---------- Data provided ----------

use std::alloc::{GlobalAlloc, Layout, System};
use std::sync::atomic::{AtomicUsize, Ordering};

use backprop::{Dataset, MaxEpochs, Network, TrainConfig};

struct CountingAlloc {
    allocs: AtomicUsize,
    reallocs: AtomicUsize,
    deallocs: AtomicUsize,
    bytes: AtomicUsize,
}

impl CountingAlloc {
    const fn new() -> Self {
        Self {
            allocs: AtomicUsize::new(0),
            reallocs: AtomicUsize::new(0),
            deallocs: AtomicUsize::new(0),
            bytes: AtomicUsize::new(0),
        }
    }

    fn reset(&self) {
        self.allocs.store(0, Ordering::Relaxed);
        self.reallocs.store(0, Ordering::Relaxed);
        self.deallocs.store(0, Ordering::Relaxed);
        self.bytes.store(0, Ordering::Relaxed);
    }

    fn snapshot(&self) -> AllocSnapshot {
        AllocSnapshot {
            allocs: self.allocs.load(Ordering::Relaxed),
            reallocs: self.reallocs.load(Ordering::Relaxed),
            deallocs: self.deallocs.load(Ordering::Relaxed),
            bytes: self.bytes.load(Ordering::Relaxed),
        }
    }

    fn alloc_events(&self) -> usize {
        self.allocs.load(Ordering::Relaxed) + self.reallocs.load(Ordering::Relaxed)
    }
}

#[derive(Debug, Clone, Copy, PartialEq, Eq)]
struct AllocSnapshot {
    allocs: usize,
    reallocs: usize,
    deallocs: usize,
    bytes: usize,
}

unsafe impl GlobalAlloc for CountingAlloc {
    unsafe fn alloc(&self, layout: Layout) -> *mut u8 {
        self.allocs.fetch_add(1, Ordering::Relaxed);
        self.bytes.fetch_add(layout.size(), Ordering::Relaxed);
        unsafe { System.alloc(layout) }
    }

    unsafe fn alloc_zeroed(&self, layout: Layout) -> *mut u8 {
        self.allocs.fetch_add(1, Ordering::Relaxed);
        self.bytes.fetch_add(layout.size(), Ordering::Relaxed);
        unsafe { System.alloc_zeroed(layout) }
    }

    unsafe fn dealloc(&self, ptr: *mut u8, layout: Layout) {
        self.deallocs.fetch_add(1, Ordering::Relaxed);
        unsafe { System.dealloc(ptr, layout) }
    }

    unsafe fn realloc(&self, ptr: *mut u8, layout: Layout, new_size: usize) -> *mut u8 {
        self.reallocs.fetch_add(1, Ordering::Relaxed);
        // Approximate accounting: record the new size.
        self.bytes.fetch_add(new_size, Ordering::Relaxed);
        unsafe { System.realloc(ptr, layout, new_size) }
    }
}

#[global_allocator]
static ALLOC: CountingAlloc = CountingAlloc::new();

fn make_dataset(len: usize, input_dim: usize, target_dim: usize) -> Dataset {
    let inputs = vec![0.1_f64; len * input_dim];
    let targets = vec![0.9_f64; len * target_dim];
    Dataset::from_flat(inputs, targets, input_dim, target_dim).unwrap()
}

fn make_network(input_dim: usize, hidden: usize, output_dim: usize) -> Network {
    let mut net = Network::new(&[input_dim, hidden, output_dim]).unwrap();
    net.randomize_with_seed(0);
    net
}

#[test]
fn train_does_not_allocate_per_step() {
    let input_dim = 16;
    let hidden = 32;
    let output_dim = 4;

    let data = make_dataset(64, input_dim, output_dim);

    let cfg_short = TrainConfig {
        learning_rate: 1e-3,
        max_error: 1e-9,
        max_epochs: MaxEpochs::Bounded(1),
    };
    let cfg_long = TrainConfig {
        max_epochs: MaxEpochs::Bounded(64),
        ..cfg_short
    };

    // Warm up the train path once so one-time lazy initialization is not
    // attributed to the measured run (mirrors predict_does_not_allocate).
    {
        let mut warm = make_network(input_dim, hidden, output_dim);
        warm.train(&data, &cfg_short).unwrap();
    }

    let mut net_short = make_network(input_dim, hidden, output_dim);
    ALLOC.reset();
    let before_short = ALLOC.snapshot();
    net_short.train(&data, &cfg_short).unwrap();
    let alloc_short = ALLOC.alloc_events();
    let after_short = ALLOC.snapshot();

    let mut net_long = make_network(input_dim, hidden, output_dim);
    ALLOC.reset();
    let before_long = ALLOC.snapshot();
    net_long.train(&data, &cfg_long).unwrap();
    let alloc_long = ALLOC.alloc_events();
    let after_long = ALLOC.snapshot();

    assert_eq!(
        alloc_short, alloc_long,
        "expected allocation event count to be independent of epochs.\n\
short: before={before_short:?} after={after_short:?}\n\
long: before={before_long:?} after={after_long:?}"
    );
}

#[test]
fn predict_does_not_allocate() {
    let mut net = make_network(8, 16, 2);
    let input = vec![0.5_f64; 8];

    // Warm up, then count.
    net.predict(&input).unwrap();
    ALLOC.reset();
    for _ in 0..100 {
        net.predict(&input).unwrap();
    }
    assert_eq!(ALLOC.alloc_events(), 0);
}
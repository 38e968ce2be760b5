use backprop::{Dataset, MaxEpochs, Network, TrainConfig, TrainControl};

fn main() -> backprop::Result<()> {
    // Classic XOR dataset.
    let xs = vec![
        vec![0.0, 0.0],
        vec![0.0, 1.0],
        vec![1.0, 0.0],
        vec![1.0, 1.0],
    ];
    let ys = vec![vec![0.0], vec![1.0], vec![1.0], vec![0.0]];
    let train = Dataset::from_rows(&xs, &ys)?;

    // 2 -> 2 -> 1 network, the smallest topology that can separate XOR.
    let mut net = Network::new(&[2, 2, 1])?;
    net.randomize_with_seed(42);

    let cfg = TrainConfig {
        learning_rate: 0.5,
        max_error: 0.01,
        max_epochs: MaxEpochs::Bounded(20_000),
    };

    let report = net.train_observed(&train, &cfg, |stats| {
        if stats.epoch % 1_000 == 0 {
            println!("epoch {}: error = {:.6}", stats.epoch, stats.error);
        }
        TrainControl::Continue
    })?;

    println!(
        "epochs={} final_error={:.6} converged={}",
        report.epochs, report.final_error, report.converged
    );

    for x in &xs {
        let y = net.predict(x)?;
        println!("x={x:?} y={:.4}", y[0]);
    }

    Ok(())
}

----------

** Exercise prompt **
Check each line of the records above for the word "CountingAlloc", count the lines that have it, and give only the count.

** Exercise response **
4